Collected data

■ ■ ■ ■

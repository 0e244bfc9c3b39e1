// src/world/block.rs
//! Block states and the registry that describes how they look on a map

use super::color::MapColor;
use std::collections::HashMap;

/// Raw block state id as stored in chunk sections and tile files.
#[derive(Debug, Clone, Copy, PartialEq, Eq, Hash, PartialOrd, Ord, Default)]
pub struct BlockState(pub u32);

impl BlockState {
    pub const AIR: BlockState = BlockState(0);

    pub fn id(self) -> u32 {
        self.0
    }
}

#[derive(Debug, Clone, Copy, PartialEq, Eq, Hash)]
pub enum FluidKind {
    Water,
    Lava,
}

/// Everything the rasterizer and surface probe need to know about one block state.
#[derive(Debug, Clone, PartialEq)]
pub struct BlockInfo {
    pub name: String,
    pub map_color: MapColor,
    pub fluid: Option<FluidKind>,
    /// Top face is a full, solid face (fluid on top of it is drawn as the block).
    pub sturdy_top: bool,
    /// Occludes the view and stops skylight.
    pub opaque: bool,
    pub motion_blocking: bool,
    pub leaves: bool,
    pub air: bool,
}

impl BlockInfo {
    pub fn solid(name: &str, map_color: MapColor) -> Self {
        Self {
            name: name.to_string(),
            map_color,
            fluid: None,
            sturdy_top: true,
            opaque: true,
            motion_blocking: true,
            leaves: false,
            air: false,
        }
    }

    pub fn air(name: &str) -> Self {
        Self {
            name: name.to_string(),
            map_color: MapColor::NONE,
            fluid: None,
            sturdy_top: false,
            opaque: false,
            motion_blocking: false,
            leaves: false,
            air: true,
        }
    }

    pub fn fluid(name: &str, map_color: MapColor, kind: FluidKind) -> Self {
        Self {
            name: name.to_string(),
            map_color,
            fluid: Some(kind),
            sturdy_top: false,
            opaque: false,
            motion_blocking: true,
            leaves: false,
            air: false,
        }
    }

    /// A non-full block (plant, glass, ...) that still shows up on the map.
    pub fn transparent(name: &str, map_color: MapColor) -> Self {
        Self {
            name: name.to_string(),
            map_color,
            fluid: None,
            sturdy_top: false,
            opaque: false,
            motion_blocking: false,
            leaves: false,
            air: false,
        }
    }

    pub fn with_fluid(mut self, kind: FluidKind) -> Self {
        self.fluid = Some(kind);
        self
    }

    pub fn with_leaves(mut self) -> Self {
        self.leaves = true;
        self.opaque = false;
        self.sturdy_top = false;
        self
    }
}

/// Maps block state ids to their map properties. Id 0 is always air.
#[derive(Debug, Clone)]
pub struct BlockRegistry {
    blocks: Vec<BlockInfo>,
    by_name: HashMap<String, BlockState>,
    fluid_blocks: HashMap<FluidKind, BlockState>,
}

impl BlockRegistry {
    pub fn new() -> Self {
        let mut registry = Self {
            blocks: Vec::new(),
            by_name: HashMap::new(),
            fluid_blocks: HashMap::new(),
        };
        registry.register(BlockInfo::air("air"));
        registry
    }

    /// Registry with the handful of blocks the demo world and tests use.
    pub fn standard() -> Self {
        let mut r = Self::new();
        r.register(BlockInfo::air("cave_air"));
        r.register(BlockInfo::solid("stone", MapColor::STONE));
        r.register(BlockInfo::solid("dirt", MapColor::DIRT));
        r.register(BlockInfo::solid("grass_block", MapColor::GRASS));
        r.register(BlockInfo::solid("sand", MapColor::SAND));
        r.register(BlockInfo::solid("gravel", MapColor::STONE));
        r.register(BlockInfo::solid("snow_block", MapColor::SNOW));
        r.register(BlockInfo::solid("oak_log", MapColor::WOOD));
        r.register(BlockInfo::solid("netherrack", MapColor::NETHER));
        r.register(BlockInfo::solid("bedrock", MapColor::STONE));
        r.register(BlockInfo::solid("ice", MapColor::ICE));
        r.register(BlockInfo::solid("oak_leaves", MapColor::PLANT).with_leaves());
        r.register(BlockInfo::transparent("short_grass", MapColor::PLANT));
        r.register(BlockInfo::transparent("glass", MapColor::NONE));
        r.register(BlockInfo::fluid("water", MapColor::WATER, FluidKind::Water));
        r.register(BlockInfo::fluid("lava", MapColor::FIRE, FluidKind::Lava));
        r.register(BlockInfo::transparent("seagrass", MapColor::WATER).with_fluid(FluidKind::Water));
        r.register(BlockInfo::transparent("kelp", MapColor::WATER).with_fluid(FluidKind::Water));
        r
    }

    /// Register a block and return its state id. The first fluid block of a kind
    /// becomes that fluid's representative state.
    pub fn register(&mut self, info: BlockInfo) -> BlockState {
        let state = BlockState(self.blocks.len() as u32);
        if let Some(kind) = info.fluid {
            if info.map_color != MapColor::NONE {
                self.fluid_blocks.entry(kind).or_insert(state);
            }
        }
        self.by_name.insert(info.name.clone(), state);
        self.blocks.push(info);
        state
    }

    pub fn len(&self) -> usize {
        self.blocks.len()
    }

    pub fn is_empty(&self) -> bool {
        self.blocks.is_empty()
    }

    pub fn state(&self, name: &str) -> Option<BlockState> {
        self.by_name.get(name).copied()
    }

    /// Properties of a state; unknown ids read as air.
    pub fn info(&self, state: BlockState) -> &BlockInfo {
        self.blocks.get(state.0 as usize).unwrap_or(&self.blocks[0])
    }

    pub fn map_color(&self, state: BlockState) -> MapColor {
        self.info(state).map_color
    }

    pub fn fluid(&self, state: BlockState) -> Option<FluidKind> {
        self.info(state).fluid
    }

    pub fn is_air(&self, state: BlockState) -> bool {
        self.info(state).air
    }

    /// The plain block standing in for a fluid (e.g. `water` for waterlogged plants).
    pub fn fluid_block(&self, kind: FluidKind) -> Option<BlockState> {
        self.fluid_blocks.get(&kind).copied()
    }
}

impl Default for BlockRegistry {
    fn default() -> Self {
        Self::new()
    }
}

#[cfg(test)]
mod tests {
    use super::*;

    #[test]
    fn test_air_is_first() {
        let registry = BlockRegistry::new();
        assert_eq!(registry.state("air"), Some(BlockState::AIR));
        assert!(registry.is_air(BlockState::AIR));
    }

    #[test]
    fn test_fluid_representative() {
        let registry = BlockRegistry::standard();
        let water = registry.state("water").unwrap();
        let seagrass = registry.state("seagrass").unwrap();
        assert_eq!(registry.fluid(seagrass), Some(FluidKind::Water));
        assert_eq!(registry.fluid_block(FluidKind::Water), Some(water));
        assert_eq!(registry.map_color(water), MapColor::WATER);
    }

    #[test]
    fn test_unknown_state_reads_as_air() {
        let registry = BlockRegistry::standard();
        assert!(registry.is_air(BlockState(9_999)));
    }
}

■ ■ ■ ■

Your reply should be only the number of lines in the preceding data that include the word "Copy".

2